Task item → What lines of the data below include the word "stored"? Report them by copying each.

Extracted data →
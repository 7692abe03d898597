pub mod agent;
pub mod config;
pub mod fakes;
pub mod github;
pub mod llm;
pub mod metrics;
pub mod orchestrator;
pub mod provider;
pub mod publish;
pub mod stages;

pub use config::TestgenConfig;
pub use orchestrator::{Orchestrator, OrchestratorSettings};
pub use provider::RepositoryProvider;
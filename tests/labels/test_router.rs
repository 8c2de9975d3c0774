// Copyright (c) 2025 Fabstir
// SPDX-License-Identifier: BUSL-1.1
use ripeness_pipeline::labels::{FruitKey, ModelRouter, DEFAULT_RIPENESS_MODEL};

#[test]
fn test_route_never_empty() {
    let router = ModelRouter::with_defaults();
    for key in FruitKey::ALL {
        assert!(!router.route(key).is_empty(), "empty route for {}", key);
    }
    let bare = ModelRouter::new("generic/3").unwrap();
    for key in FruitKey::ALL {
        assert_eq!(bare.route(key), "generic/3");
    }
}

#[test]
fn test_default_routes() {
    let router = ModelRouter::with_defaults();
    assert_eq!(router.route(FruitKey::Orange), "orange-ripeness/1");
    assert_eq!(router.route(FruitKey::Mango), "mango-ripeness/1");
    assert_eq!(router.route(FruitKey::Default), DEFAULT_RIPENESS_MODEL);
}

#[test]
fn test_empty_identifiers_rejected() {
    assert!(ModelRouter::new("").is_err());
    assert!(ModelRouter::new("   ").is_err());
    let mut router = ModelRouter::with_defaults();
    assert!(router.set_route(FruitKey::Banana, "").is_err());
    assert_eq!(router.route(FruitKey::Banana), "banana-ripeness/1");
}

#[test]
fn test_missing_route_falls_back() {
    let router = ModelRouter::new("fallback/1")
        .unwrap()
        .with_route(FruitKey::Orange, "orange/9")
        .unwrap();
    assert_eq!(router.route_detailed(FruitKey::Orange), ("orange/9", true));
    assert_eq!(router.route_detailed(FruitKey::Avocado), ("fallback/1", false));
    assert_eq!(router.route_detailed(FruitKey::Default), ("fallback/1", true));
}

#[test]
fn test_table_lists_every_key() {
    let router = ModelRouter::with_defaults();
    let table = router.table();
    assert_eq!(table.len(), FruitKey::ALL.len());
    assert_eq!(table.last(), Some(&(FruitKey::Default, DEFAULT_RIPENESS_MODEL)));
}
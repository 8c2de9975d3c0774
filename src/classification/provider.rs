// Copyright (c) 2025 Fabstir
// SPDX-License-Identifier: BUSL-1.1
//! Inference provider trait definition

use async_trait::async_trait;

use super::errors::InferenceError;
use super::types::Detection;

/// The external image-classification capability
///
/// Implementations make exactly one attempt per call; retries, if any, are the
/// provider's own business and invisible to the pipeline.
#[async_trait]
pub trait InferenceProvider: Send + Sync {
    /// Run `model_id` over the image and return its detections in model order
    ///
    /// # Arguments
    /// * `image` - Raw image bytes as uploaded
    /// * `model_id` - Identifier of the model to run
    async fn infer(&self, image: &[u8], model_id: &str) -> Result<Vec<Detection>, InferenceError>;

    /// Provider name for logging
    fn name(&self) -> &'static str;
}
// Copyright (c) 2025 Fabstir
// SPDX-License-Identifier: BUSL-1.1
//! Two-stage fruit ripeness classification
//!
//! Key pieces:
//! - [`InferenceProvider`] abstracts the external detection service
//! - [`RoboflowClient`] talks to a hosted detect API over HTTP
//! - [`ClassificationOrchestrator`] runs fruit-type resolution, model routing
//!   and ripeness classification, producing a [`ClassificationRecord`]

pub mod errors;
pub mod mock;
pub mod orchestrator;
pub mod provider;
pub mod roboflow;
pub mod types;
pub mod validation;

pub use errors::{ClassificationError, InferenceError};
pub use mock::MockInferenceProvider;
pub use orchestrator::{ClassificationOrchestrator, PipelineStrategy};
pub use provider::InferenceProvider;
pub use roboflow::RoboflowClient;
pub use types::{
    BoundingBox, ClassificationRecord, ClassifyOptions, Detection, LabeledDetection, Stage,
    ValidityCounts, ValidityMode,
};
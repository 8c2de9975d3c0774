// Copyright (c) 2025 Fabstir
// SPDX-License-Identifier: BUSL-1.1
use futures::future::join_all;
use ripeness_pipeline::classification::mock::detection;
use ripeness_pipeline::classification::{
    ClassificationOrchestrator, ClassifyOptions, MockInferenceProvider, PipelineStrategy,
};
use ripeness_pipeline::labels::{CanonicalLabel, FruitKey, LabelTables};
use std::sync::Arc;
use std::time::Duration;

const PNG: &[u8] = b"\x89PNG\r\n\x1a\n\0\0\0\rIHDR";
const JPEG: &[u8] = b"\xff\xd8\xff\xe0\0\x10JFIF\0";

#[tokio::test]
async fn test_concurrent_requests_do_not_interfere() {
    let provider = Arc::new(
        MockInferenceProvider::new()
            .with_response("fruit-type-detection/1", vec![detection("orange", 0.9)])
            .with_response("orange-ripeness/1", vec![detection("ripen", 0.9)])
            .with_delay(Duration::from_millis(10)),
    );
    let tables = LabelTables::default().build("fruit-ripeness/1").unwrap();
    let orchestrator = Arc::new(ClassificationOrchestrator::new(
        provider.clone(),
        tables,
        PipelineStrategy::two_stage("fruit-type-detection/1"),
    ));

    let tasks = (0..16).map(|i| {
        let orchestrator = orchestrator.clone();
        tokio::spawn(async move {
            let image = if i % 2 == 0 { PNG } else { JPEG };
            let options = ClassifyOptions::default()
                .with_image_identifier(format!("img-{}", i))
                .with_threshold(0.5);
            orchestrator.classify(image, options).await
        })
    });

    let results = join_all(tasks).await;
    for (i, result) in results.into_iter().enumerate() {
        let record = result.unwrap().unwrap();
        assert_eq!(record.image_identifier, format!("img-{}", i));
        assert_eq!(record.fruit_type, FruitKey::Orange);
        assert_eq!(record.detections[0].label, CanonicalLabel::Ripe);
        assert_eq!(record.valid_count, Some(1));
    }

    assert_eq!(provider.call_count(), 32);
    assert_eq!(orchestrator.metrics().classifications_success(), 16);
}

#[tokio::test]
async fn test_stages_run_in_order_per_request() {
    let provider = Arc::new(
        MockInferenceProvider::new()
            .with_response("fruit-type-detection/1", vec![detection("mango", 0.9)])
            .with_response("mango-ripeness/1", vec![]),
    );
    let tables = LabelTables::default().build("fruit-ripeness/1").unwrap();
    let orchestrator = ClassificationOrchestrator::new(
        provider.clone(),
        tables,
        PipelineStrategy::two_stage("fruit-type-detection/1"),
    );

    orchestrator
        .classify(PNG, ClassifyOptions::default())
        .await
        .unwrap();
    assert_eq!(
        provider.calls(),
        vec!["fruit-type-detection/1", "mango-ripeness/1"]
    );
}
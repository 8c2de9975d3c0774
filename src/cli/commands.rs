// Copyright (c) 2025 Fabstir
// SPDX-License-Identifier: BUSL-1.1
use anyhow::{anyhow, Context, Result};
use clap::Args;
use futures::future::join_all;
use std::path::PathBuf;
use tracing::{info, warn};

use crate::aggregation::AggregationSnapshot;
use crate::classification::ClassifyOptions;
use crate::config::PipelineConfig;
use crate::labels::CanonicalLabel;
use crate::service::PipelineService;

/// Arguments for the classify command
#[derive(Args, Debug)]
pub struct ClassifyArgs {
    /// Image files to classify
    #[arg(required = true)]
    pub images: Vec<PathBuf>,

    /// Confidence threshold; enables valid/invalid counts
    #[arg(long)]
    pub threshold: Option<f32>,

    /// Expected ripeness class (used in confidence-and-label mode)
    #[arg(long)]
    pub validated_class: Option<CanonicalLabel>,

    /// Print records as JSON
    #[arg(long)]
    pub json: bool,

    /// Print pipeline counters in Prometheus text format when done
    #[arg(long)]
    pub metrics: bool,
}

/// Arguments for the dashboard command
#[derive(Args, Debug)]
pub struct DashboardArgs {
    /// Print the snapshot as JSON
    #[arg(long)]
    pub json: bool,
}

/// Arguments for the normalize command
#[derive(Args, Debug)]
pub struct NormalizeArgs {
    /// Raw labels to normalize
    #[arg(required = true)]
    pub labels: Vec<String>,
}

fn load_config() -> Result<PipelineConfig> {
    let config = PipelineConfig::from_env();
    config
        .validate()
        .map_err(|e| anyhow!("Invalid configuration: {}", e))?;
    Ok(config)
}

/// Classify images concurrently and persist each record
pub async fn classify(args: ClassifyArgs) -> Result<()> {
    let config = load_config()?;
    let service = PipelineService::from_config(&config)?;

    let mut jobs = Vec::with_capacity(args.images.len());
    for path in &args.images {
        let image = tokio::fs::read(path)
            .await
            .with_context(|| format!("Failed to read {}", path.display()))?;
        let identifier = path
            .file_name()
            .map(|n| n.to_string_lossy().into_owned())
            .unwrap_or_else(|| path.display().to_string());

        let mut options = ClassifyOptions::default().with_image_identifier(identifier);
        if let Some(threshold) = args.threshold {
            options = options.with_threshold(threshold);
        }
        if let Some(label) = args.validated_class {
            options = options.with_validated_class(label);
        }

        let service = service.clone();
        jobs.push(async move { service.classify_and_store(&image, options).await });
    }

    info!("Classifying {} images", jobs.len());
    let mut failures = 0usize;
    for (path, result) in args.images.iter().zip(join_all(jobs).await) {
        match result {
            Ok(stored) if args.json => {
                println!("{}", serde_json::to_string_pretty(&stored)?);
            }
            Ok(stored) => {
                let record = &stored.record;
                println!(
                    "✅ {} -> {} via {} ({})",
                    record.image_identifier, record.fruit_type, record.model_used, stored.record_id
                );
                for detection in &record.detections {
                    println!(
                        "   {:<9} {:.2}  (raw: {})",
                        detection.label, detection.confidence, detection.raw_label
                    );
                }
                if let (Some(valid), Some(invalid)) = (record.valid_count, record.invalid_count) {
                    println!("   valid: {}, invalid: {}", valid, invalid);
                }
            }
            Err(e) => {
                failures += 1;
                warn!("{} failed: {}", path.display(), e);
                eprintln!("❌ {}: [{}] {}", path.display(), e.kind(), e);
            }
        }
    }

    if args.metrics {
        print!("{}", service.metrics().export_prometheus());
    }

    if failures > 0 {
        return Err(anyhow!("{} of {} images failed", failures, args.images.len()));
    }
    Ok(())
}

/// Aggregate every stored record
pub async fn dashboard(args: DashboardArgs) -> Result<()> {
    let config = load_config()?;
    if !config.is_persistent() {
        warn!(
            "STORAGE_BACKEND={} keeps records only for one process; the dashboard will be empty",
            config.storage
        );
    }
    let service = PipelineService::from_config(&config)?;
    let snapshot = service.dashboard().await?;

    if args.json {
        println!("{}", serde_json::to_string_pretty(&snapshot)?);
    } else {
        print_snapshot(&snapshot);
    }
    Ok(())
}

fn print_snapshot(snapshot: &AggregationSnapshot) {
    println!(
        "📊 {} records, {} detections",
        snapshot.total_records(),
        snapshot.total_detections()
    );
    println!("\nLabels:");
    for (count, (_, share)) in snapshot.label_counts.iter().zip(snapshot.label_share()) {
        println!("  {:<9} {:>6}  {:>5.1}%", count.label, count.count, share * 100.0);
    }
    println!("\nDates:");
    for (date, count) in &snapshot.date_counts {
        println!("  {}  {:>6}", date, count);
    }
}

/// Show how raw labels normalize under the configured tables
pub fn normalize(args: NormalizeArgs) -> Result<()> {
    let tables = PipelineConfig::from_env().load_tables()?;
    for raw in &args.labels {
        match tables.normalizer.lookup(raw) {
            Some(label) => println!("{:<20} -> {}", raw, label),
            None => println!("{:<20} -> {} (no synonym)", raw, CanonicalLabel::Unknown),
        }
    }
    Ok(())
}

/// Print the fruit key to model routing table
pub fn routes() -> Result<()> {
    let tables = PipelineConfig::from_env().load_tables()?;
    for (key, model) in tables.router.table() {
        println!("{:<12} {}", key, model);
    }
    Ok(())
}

Output for this task →
            Ok(stored) if args.json => {
                println!("{}", serde_json::to_string_pretty(&stored)?);
            Ok(stored) => {
                let record = &stored.record;
                    record.image_identifier, record.fruit_type, record.model_used, stored.record_id
/// Aggregate every stored record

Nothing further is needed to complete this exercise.